(MATERIAL FOR THIS EXERCISE Opens)

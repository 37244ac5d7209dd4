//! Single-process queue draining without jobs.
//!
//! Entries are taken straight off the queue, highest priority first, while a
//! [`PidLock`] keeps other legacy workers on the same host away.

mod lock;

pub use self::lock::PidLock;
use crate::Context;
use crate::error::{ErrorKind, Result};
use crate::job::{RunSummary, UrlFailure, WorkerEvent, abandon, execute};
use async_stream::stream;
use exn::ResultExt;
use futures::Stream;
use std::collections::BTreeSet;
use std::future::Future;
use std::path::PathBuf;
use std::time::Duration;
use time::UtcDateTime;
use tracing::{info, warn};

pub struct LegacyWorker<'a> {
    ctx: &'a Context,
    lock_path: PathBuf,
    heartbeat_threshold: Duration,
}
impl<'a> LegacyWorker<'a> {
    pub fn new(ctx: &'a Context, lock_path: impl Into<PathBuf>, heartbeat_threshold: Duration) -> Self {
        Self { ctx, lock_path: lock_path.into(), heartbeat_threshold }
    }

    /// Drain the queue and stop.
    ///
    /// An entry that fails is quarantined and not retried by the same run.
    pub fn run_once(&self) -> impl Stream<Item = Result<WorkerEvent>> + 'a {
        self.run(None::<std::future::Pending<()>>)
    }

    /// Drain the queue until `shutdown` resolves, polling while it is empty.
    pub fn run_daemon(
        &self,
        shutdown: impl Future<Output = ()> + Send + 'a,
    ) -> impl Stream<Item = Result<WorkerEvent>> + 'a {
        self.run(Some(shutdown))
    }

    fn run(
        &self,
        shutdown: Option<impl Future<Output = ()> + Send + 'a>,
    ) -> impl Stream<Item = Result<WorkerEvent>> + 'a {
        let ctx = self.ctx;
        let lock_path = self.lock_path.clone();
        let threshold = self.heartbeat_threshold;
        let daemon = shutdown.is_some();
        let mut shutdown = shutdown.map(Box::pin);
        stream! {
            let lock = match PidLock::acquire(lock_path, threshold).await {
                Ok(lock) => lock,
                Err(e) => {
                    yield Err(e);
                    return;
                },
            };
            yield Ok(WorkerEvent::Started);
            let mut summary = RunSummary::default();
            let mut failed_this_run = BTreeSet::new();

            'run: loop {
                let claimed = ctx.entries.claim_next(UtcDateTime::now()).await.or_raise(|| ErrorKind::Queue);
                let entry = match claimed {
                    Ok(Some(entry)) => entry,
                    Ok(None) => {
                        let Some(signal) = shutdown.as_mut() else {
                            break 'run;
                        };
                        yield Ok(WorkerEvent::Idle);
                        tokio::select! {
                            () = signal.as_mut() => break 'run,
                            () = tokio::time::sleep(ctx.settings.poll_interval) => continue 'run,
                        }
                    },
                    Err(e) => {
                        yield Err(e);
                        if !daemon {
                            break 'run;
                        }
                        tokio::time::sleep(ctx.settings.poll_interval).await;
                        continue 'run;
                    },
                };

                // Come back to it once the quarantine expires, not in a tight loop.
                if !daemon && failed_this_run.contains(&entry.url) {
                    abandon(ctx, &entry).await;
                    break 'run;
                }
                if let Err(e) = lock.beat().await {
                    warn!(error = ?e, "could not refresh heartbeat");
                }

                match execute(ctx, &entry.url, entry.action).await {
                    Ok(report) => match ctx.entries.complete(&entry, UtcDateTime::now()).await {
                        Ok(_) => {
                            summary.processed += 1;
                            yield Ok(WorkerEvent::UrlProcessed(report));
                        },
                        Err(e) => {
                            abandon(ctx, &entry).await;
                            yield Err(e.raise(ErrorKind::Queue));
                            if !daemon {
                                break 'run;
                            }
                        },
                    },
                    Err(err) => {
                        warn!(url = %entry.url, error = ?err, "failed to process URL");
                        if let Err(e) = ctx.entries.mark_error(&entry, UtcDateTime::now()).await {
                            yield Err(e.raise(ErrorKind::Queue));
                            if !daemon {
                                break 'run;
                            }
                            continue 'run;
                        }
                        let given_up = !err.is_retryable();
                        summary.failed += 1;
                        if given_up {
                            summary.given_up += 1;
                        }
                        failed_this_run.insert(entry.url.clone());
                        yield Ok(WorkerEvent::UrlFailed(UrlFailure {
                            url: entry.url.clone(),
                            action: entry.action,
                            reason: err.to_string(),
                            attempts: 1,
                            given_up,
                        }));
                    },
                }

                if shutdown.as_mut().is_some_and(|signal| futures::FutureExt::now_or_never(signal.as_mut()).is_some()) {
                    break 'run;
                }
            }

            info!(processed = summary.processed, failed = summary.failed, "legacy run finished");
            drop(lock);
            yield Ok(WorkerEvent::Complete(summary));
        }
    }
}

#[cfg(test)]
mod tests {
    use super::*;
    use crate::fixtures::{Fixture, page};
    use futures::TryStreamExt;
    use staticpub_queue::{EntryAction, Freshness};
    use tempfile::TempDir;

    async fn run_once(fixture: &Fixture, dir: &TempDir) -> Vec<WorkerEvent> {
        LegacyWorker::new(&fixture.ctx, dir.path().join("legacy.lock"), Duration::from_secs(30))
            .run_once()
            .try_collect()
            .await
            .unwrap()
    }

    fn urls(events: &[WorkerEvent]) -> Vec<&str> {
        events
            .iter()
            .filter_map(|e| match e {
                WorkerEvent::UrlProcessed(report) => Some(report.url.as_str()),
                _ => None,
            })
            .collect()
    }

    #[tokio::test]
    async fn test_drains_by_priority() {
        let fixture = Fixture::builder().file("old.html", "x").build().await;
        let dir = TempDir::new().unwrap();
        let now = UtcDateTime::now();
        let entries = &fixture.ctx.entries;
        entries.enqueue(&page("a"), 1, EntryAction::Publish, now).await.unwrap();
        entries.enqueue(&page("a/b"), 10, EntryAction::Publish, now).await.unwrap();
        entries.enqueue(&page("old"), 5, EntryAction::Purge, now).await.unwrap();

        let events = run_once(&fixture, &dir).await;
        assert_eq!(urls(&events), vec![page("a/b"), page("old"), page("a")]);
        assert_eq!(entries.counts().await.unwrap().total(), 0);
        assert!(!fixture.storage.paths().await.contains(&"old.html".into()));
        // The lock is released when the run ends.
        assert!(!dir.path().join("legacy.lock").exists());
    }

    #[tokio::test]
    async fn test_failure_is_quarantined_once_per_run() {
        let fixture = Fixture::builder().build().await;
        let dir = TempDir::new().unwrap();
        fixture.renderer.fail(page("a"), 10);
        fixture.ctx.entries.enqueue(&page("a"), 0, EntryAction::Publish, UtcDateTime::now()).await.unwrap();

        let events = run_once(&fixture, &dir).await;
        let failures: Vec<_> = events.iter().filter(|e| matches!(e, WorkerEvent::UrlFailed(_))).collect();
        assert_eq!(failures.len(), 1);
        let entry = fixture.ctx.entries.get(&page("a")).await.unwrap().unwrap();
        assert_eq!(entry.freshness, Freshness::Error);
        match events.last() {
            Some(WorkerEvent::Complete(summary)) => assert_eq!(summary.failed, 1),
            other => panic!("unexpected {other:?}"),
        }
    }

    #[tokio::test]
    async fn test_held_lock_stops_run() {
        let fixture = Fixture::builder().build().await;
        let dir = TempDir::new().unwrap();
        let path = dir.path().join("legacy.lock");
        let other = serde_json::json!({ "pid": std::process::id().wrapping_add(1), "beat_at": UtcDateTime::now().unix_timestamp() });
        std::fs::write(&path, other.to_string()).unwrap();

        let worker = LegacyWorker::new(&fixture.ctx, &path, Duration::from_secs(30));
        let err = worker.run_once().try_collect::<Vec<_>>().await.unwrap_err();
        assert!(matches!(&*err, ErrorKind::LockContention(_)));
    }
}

(MATERIAL FOR THIS EXERCISE Closes)

DIRECTIONS FOR THIS TASK: A verbatim copy of all the entries is the expected result.

ANSWER FOR THIS EXERCISE:
repository 37244ac5d7209dd4
//! Single-process queue draining without jobs.
//!
//! Entries are taken straight off the queue, highest priority first, while a
//! [`PidLock`] keeps other legacy workers on the same host away.

mod lock;

pub use self::lock::PidLock;
use crate::Context;
use crate::error::{ErrorKind, Result};
use crate::job::{RunSummary, UrlFailure, WorkerEvent, abandon, execute};
use async_stream::stream;
use exn::ResultExt;
use futures::Stream;
use std::collections::BTreeSet;
use std::future::Future;
use std::path::PathBuf;
use std::time::Duration;
use time::UtcDateTime;
use tracing::{info, warn};

pub struct LegacyWorker<'a> {
    ctx: &'a Context,
    lock_path: PathBuf,
    heartbeat_threshold: Duration,
}
impl<'a> LegacyWorker<'a> {
    pub fn new(ctx: &'a Context, lock_path: impl Into<PathBuf>, heartbeat_threshold: Duration) -> Self {
        Self { ctx, lock_path: lock_path.into(), heartbeat_threshold }
    }

    /// Drain the queue and stop.
    ///
    /// An entry that fails is quarantined and not retried by the same run.
    pub fn run_once(&self) -> impl Stream<Item = Result<WorkerEvent>> + 'a {
        self.run(None::<std::future::Pending<()>>)
    }

    /// Drain the queue until `shutdown` resolves, polling while it is empty.
    pub fn run_daemon(
        &self,
        shutdown: impl Future<Output = ()> + Send + 'a,
    ) -> impl Stream<Item = Result<WorkerEvent>> + 'a {
        self.run(Some(shutdown))
    }

    fn run(
        &self,
        shutdown: Option<impl Future<Output = ()> + Send + 'a>,
    ) -> impl Stream<Item = Result<WorkerEvent>> + 'a {
        let ctx = self.ctx;
        let lock_path = self.lock_path.clone();
        let threshold = self.heartbeat_threshold;
        let daemon = shutdown.is_some();
        let mut shutdown = shutdown.map(Box::pin);
        stream! {
            let lock = match PidLock::acquire(lock_path, threshold).await {
                Ok(lock) => lock,
                Err(e) => {
                    yield Err(e);
                    return;
                },
            };
            yield Ok(WorkerEvent::Started);
            let mut summary = RunSummary::default();
            let mut failed_this_run = BTreeSet::new();

            'run: loop {
                let claimed = ctx.entries.claim_next(UtcDateTime::now()).await.or_raise(|| ErrorKind::Queue);
                let entry = match claimed {
                    Ok(Some(entry)) => entry,
                    Ok(None) => {
                        let Some(signal) = shutdown.as_mut() else {
                            break 'run;
                        };
                        yield Ok(WorkerEvent::Idle);
                        tokio::select! {
                            () = signal.as_mut() => break 'run,
                            () = tokio::time::sleep(ctx.settings.poll_interval) => continue 'run,
                        }
                    },
                    Err(e) => {
                        yield Err(e);
                        if !daemon {
                            break 'run;
                        }
                        tokio::time::sleep(ctx.settings.poll_interval).await;
                        continue 'run;
                    },
                };

                // Come back to it once the quarantine expires, not in a tight loop.
                if !daemon && failed_this_run.contains(&entry.url) {
                    abandon(ctx, &entry).await;
                    break 'run;
                }
                if let Err(e) = lock.beat().await {
                    warn!(error = ?e, "could not refresh heartbeat");
                }

                match execute(ctx, &entry.url, entry.action).await {
                    Ok(report) => match ctx.entries.complete(&entry, UtcDateTime::now()).await {
                        Ok(_) => {
                            summary.processed += 1;
                            yield Ok(WorkerEvent::UrlProcessed(report));
                        },
                        Err(e) => {
                            abandon(ctx, &entry).await;
                            yield Err(e.raise(ErrorKind::Queue));
                            if !daemon {
                                break 'run;
                            }
                        },
                    },
                    Err(err) => {
                        warn!(url = %entry.url, error = ?err, "failed to process URL");
                        if let Err(e) = ctx.entries.mark_error(&entry, UtcDateTime::now()).await {
                            yield Err(e.raise(ErrorKind::Queue));
                            if !daemon {
                                break 'run;
                            }
                            continue 'run;
                        }
                        let given_up = !err.is_retryable();
                        summary.failed += 1;
                        if given_up {
                            summary.given_up += 1;
                        }
                        failed_this_run.insert(entry.url.clone());
                        yield Ok(WorkerEvent::UrlFailed(UrlFailure {
                            url: entry.url.clone(),
                            action: entry.action,
                            reason: err.to_string(),
                            attempts: 1,
                            given_up,
                        }));
                    },
                }

                if shutdown.as_mut().is_some_and(|signal| futures::FutureExt::now_or_never(signal.as_mut()).is_some()) {
                    break 'run;
                }
            }

            info!(processed = summary.processed, failed = summary.failed, "legacy run finished");
            drop(lock);
            yield Ok(WorkerEvent::Complete(summary));
        }
    }
}

#[cfg(test)]
mod tests {
    use super::*;
    use crate::fixtures::{Fixture, page};
    use futures::TryStreamExt;
    use staticpub_queue::{EntryAction, Freshness};
    use tempfile::TempDir;

    async fn run_once(fixture: &Fixture, dir: &TempDir) -> Vec<WorkerEvent> {
        LegacyWorker::new(&fixture.ctx, dir.path().join("legacy.lock"), Duration::from_secs(30))
            .run_once()
            .try_collect()
            .await
            .unwrap()
    }

    fn urls(events: &[WorkerEvent]) -> Vec<&str> {
        events
            .iter()
            .filter_map(|e| match e {
                WorkerEvent::UrlProcessed(report) => Some(report.url.as_str()),
                _ => None,
            })
            .collect()
    }

    #[tokio::test]
    async fn test_drains_by_priority() {
        let fixture = Fixture::builder().file("old.html", "x").build().await;
        let dir = TempDir::new().unwrap();
        let now = UtcDateTime::now();
        let entries = &fixture.ctx.entries;
        entries.enqueue(&page("a"), 1, EntryAction::Publish, now).await.unwrap();
        entries.enqueue(&page("a/b"), 10, EntryAction::Publish, now).await.unwrap();
        entries.enqueue(&page("old"), 5, EntryAction::Purge, now).await.unwrap();

        let events = run_once(&fixture, &dir).await;
        assert_eq!(urls(&events), vec![page("a/b"), page("old"), page("a")]);
        assert_eq!(entries.counts().await.unwrap().total(), 0);
        assert!(!fixture.storage.paths().await.contains(&"old.html".into()));
        // The lock is released when the run ends.
        assert!(!dir.path().join("legacy.lock").exists());
    }

    #[tokio::test]
    async fn test_failure_is_quarantined_once_per_run() {
        let fixture = Fixture::builder().build().await;
        let dir = TempDir::new().unwrap();
        fixture.renderer.fail(page("a"), 10);
        fixture.ctx.entries.enqueue(&page("a"), 0, EntryAction::Publish, UtcDateTime::now()).await.unwrap();

        let events = run_once(&fixture, &dir).await;
        let failures: Vec<_> = events.iter().filter(|e| matches!(e, WorkerEvent::UrlFailed(_))).collect();
        assert_eq!(failures.len(), 1);
        let entry = fixture.ctx.entries.get(&page("a")).await.unwrap().unwrap();
        assert_eq!(entry.freshness, Freshness::Error);
        match events.last() {
            Some(WorkerEvent::Complete(summary)) => assert_eq!(summary.failed, 1),
            other => panic!("unexpected {other:?}"),
        }
    }

    #[tokio::test]
    async fn test_held_lock_stops_run() {
        let fixture = Fixture::builder().build().await;
        let dir = TempDir::new().unwrap();
        let path = dir.path().join("legacy.lock");
        let other = serde_json::json!({ "pid": std::process::id().wrapping_add(1), "beat_at": UtcDateTime::now().unix_timestamp() });
        std::fs::write(&path, other.to_string()).unwrap();

        let worker = LegacyWorker::new(&fixture.ctx, &path, Duration::from_secs(30));
        let err = worker.run_once().try_collect::<Vec<_>>().await.unwrap_err();
        assert!(matches!(&*err, ErrorKind::LockContention(_)));
    }
}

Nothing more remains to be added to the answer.